Researchers Develop New Model for the Study of Diabetic Neuropathy
Providing a clearer understanding of the role nerves play in normal pancreatic islet function, investigators at the Miller School’s Diabetes Research Institute and Department of Medicine have created a new model that demonstrates how the nervous system stimulates pancreatic islets in living organisms.
Published online December 10 in advance of print in the prestigious journal Proceedings of the National Academy of Science (PNAS), their research offers direct experimental proof of nervous system input to the islets and will facilitate the real-time study of diabetic neuropathy, or nerve damage, that occurs due to chronic high blood sugar levels in about 50 percent of people with diabetes.
“The study demonstrates unequivocally that the nervous input to the islet plays an essential role in regulating blood sugar,” said Alejandro Caicedo, Ph.D., research associate professor of medicine, and the paper’s senior author. “Although nervous input to the islet has been assumed all along, direct experimental proof has not been provided. The main reason for this is that selectively stimulating the nerves that go to the islets without simultaneously affecting other organs that possibly affect glucose metabolism had not been possible.”
For the study, “Noninvasive in vivo model demonstrating the effects of autonomic innervation on pancreatic islet function,” the researchers transplanted islets into the anterior chamber of the eye of diabetic mice and then used light to manipulate the existing nerves of the iris that control the size of the pupil in response to light.
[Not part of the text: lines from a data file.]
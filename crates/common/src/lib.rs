//! Beatcut Common Utilities
//!
//! Shared infrastructure for all Beatcut crates:
//! - Error types and result aliases
//! - Tracing/logging initialization
//! - Configuration loading

pub mod config;
pub mod error;
pub mod logging;

pub use config::*;
pub use error::*;
//! Sequence composition: renderer backends and the fallback chain.
//!
//! Backends are ordered highest-quality first and tried whole-sequence at a
//! time. Per-transition retries are deliberately avoided: intermediate
//! filter-graph state cannot be cleanly resumed, so a failed attempt moves
//! the entire composition to the next backend.
//!
//! Chain: GPU shader (OpenCL xfade) → external-tool crossfade → naive
//! concatenation. The terminal concat backend produces a correct but
//! transition-less video and must never fail on valid segments.

use std::path::{Path, PathBuf};
use std::sync::Arc;

use async_trait::async_trait;
use beatcut_common::{BeatcutError, BeatcutResult};
use beatcut_media_model::RenderPlan;

use crate::clip::Segment;
use crate::encoders::{flags, EncoderCaps};
use crate::runner::ProcessRunner;

/// One concrete strategy for producing a composed video from segments and a
/// transition plan.
#[async_trait]
pub trait ComposeBackend: Send + Sync {
    fn name(&self) -> &str;

    /// Capability probe. An unavailable backend is skipped without being
    /// counted as a failure.
    async fn available(&self) -> bool;

    async fn compose(
        &self,
        segments: &[Segment],
        plan: &RenderPlan,
        output: &Path,
    ) -> BeatcutResult<()>;
}

/// Iterates the backend chain until one produces a usable output file.
pub struct SequenceComposer {
    backends: Vec<Box<dyn ComposeBackend>>,
}

impl SequenceComposer {
    /// The standard chain: GPU shader, then CPU crossfade, then concat.
    pub fn with_default_chain(
        runner: Arc<dyn ProcessRunner>,
        caps: EncoderCaps,
        encoder_args: Vec<String>,
    ) -> Self {
        Self {
            backends: vec![
                Box::new(GpuShaderBackend::new(
                    Arc::clone(&runner),
                    caps,
                    encoder_args.clone(),
                )),
                Box::new(XfadeBackend::new(Arc::clone(&runner), encoder_args)),
                Box::new(ConcatBackend::new(runner)),
            ],
        }
    }

    /// Custom chain, primarily for tests.
    pub fn from_backends(backends: Vec<Box<dyn ComposeBackend>>) -> Self {
        Self { backends }
    }

    /// Compose `segments` into one continuous video at `output`.
    ///
    /// Segments must be in clip-index order. Errors only when every backend
    /// in the chain has failed.
    pub async fn compose(
        &self,
        segments: &[Segment],
        plan: &RenderPlan,
        output: &Path,
    ) -> BeatcutResult<PathBuf> {
        if segments.is_empty() {
            return Err(BeatcutError::compose("no segments to compose"));
        }
        debug_assert!(segments.windows(2).all(|w| w[0].index < w[1].index));

        for backend in &self.backends {
            if !backend.available().await {
                tracing::debug!(backend = backend.name(), "Backend unavailable, skipping");
                continue;
            }

            match backend.compose(segments, plan, output).await {
                Ok(()) => {
                    if output_usable(output).await {
                        tracing::info!(backend = backend.name(), "Sequence composed");
                        return Ok(output.to_path_buf());
                    }
                    tracing::warn!(
                        backend = backend.name(),
                        "Backend reported success but produced no usable output, falling back"
                    );
                }
                Err(e) => {
                    tracing::warn!(
                        backend = backend.name(),
                        error = %e,
                        "Compose attempt failed, falling back to next backend"
                    );
                }
            }
        }

        Err(BeatcutError::compose(
            "every compose backend in the chain failed",
        ))
    }
}

async fn output_usable(path: &Path) -> bool {
    matches!(tokio::fs::metadata(path).await, Ok(meta) if meta.len() > 0)
}

/// CPU crossfade backend: one external-tool process per attempt, chaining
/// one xfade per adjacent pair in a single filter-graph expression.
pub struct XfadeBackend {
    runner: Arc<dyn ProcessRunner>,
    encoder_args: Vec<String>,
}

impl XfadeBackend {
    pub fn new(runner: Arc<dyn ProcessRunner>, encoder_args: Vec<String>) -> Self {
        Self {
            runner,
            encoder_args,
        }
    }
}

#[async_trait]
impl ComposeBackend for XfadeBackend {
    fn name(&self) -> &str {
        "xfade"
    }

    async fn available(&self) -> bool {
        true
    }

    async fn compose(
        &self,
        segments: &[Segment],
        plan: &RenderPlan,
        output: &Path,
    ) -> BeatcutResult<()> {
        if segments.len() == 1 {
            // Nothing to crossfade; hand the single segment to a remux.
            return remux_single(self.runner.as_ref(), &segments[0], output).await;
        }

        let filter = build_xfade_filter(segments, plan, false)?;

        let mut args = flags(&["-y", "-hide_banner", "-loglevel", "error"]);
        for segment in segments {
            args.push("-i".to_string());
            args.push(segment.path.display().to_string());
        }
        args.push("-filter_complex".to_string());
        args.push(filter);
        args.extend(flags(&["-map", "[vout]", "-r"]));
        args.push(plan.geometry.fps.to_string());
        args.extend(self.encoder_args.iter().cloned());
        args.push(output.display().to_string());

        run_expecting_success(self.runner.as_ref(), "ffmpeg", &args).await
    }
}

/// GPU shader backend: the same crossfade chain executed as OpenCL xfade on
/// an accelerated filter device. Only attempted when the capability probe
/// succeeded.
pub struct GpuShaderBackend {
    runner: Arc<dyn ProcessRunner>,
    caps: EncoderCaps,
    encoder_args: Vec<String>,
}

impl GpuShaderBackend {
    pub fn new(runner: Arc<dyn ProcessRunner>, caps: EncoderCaps, encoder_args: Vec<String>) -> Self {
        Self {
            runner,
            caps,
            encoder_args,
        }
    }
}

#[async_trait]
impl ComposeBackend for GpuShaderBackend {
    fn name(&self) -> &str {
        "gpu-shader"
    }

    async fn available(&self) -> bool {
        self.caps.has_gpu_pipeline()
    }

    async fn compose(
        &self,
        segments: &[Segment],
        plan: &RenderPlan,
        output: &Path,
    ) -> BeatcutResult<()> {
        if segments.len() == 1 {
            return remux_single(self.runner.as_ref(), &segments[0], output).await;
        }

        let filter = build_xfade_filter(segments, plan, true)?;

        let mut args = flags(&[
            "-y",
            "-hide_banner",
            "-loglevel",
            "error",
            "-init_hw_device",
            "opencl=gpu:0.0",
            "-filter_hw_device",
            "gpu",
        ]);
        for segment in segments {
            args.push("-i".to_string());
            args.push(segment.path.display().to_string());
        }
        args.push("-filter_complex".to_string());
        args.push(filter);
        args.extend(flags(&["-map", "[vout]", "-r"]));
        args.push(plan.geometry.fps.to_string());
        args.extend(self.encoder_args.iter().cloned());
        args.push(output.display().to_string());

        run_expecting_success(self.runner.as_ref(), "ffmpeg", &args).await
    }
}

/// Terminal fallback: direct stream concatenation, no transitions. Always
/// succeeds when every input segment is valid.
pub struct ConcatBackend {
    runner: Arc<dyn ProcessRunner>,
}

impl ConcatBackend {
    pub fn new(runner: Arc<dyn ProcessRunner>) -> Self {
        Self { runner }
    }
}

#[async_trait]
impl ComposeBackend for ConcatBackend {
    fn name(&self) -> &str {
        "concat"
    }

    async fn available(&self) -> bool {
        true
    }

    async fn compose(
        &self,
        segments: &[Segment],
        _plan: &RenderPlan,
        output: &Path,
    ) -> BeatcutResult<()> {
        let list_path = output.with_extension("concat.txt");
        let list = segments
            .iter()
            .map(|s| format!("file '{}'", s.path.display()))
            .collect::<Vec<_>>()
            .join("\n");
        tokio::fs::write(&list_path, list).await?;

        let mut args = flags(&[
            "-y",
            "-hide_banner",
            "-loglevel",
            "error",
            "-f",
            "concat",
            "-safe",
            "0",
            "-i",
        ]);
        args.push(list_path.display().to_string());
        args.extend(flags(&["-c", "copy"]));
        args.push(output.display().to_string());

        run_expecting_success(self.runner.as_ref(), "ffmpeg", &args).await
    }
}

/// Build the crossfade filter-graph expression.
///
/// Offsets come straight from the transition plan (beat-exact running sums),
/// never recomputed under a uniform-duration assumption. Transition indices
/// are positional: pair `i` joins `segments[i]` and `segments[i+1]`.
fn build_xfade_filter(
    segments: &[Segment],
    plan: &RenderPlan,
    opencl: bool,
) -> BeatcutResult<String> {
    let pairs = segments.len() - 1;
    if plan.transitions.len() < pairs {
        return Err(BeatcutError::compose(format!(
            "transition plan covers {} pairs but {} are needed",
            plan.transitions.len(),
            pairs
        )));
    }

    let mut graph = String::new();
    let filter = if opencl { "xfade_opencl" } else { "xfade" };

    if opencl {
        for i in 0..segments.len() {
            graph.push_str(&format!("[{i}:v]format=yuv420p,hwupload[g{i}];"));
        }
    }

    let input_label = |i: usize| {
        if opencl {
            format!("[g{i}]")
        } else {
            format!("[{i}:v]")
        }
    };

    let mut previous = input_label(0);
    for i in 0..pairs {
        let spec = &plan.transitions[i];
        let out_label = if i == pairs - 1 {
            "[chain]".to_string()
        } else {
            format!("[x{}]", i + 1)
        };

        graph.push_str(&format!(
            "{previous}{next}{filter}=transition={kind}:duration={duration:.3}:offset={offset:.3}{out};",
            next = input_label(i + 1),
            kind = spec.kind,
            duration = spec.duration_secs,
            offset = spec.start_offset_secs,
            out = out_label,
        ));
        previous = out_label;
    }

    if opencl {
        graph.push_str("[chain]hwdownload,format=yuv420p[vout]");
    } else {
        graph.push_str("[chain]format=yuv420p[vout]");
    }

    Ok(graph)
}

async fn remux_single(
    runner: &dyn ProcessRunner,
    segment: &Segment,
    output: &Path,
) -> BeatcutResult<()> {
    let mut args = flags(&["-y", "-hide_banner", "-loglevel", "error", "-i"]);
    args.push(segment.path.display().to_string());
    args.extend(flags(&["-c", "copy"]));
    args.push(output.display().to_string());
    run_expecting_success(runner, "ffmpeg", &args).await
}

async fn run_expecting_success(
    runner: &dyn ProcessRunner,
    program: &str,
    args: &[String],
) -> BeatcutResult<()> {
    let out = runner.run(program, args).await?;
    if !out.success() {
        return Err(BeatcutError::compose(format!(
            "{program} exited {}: {}",
            out.status,
            out.stderr.trim()
        )));
    }
    Ok(())
}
The result: they were able to change the islet function and glucose metabolism, and show that existing nerves stimulated the islet grafts.
“Just as many organs of the body are regulated by the nervous system, we have now established that function of the pancreatic islets is regulated by the nervous system,” explained the study’s lead author, Rayner Rodriguez-Diaz, Ph.D., research associate at the Diabetes Research Institute (DRI).
Added Midhat Abdulreda, Ph.D., research assistant professor of surgery at the DRI, and a key contributor, “The nervous input adapts the secretion of insulin and other islet hormones to behavioral responses, ensuring that blood sugar is available as fuel for the body.”
In addition to Caicedo, Rodriguez-Diaz and Abdulreda, other researchers on the study were co-senior author Per-Olof Berggren, Ph.D., adjunct professor of surgery at the DRI; Ruth Damaris Molano, D.V.M., scientist; Alexander Formoso, B.S., lab volunteer; Itai Gans, B.S., lab volunteer; Over Cabrera, Ph.D., former postdoctoral associate; Judith Molina, Ph.D., postdoctoral associate; Alberto Fachado, Ph.D., postdoctoral associate; DRI Director Camillo Ricordi, M.D., the Stacy Joy Goodman Professor of Surgery, Distinguished Professor of Medicine, Professor of Biomedical Engineering, and Microbiology and Immunology; Antonello Pileggi, M.D., Ph.D., research associate professor; and from the Department of Medicine, Division of Endocrinology, Diabetes and Metabolism, Ingo Leibiger, Ph.D., associate professor of cell biology.
Their work was funded by the Diabetes Research Institute Foundation and grants from the National Institutes of Health, the Juvenile Diabetes Research Foundation, the European Foundation for the Study of Diabetes/Merck Sharpe and Dohme Basic Research program; the Strategic Research Program in Diabetes at Karolinska Insitutet; Skandia Insurance Company, Ltd.; Berth von Kantzow’s Foundation; the Knut and Alice Wallenberg Foundation; VIBRANT; the Swedish Research Council; Novo Nordisk Foundation; the Swedish Diabetes Association; the Family Erling–Persson Foundation; the Söderbergs Foundation; the Stichting af Jochnick Foundation; and the World Class University Program through the National Research Foundation of Korea.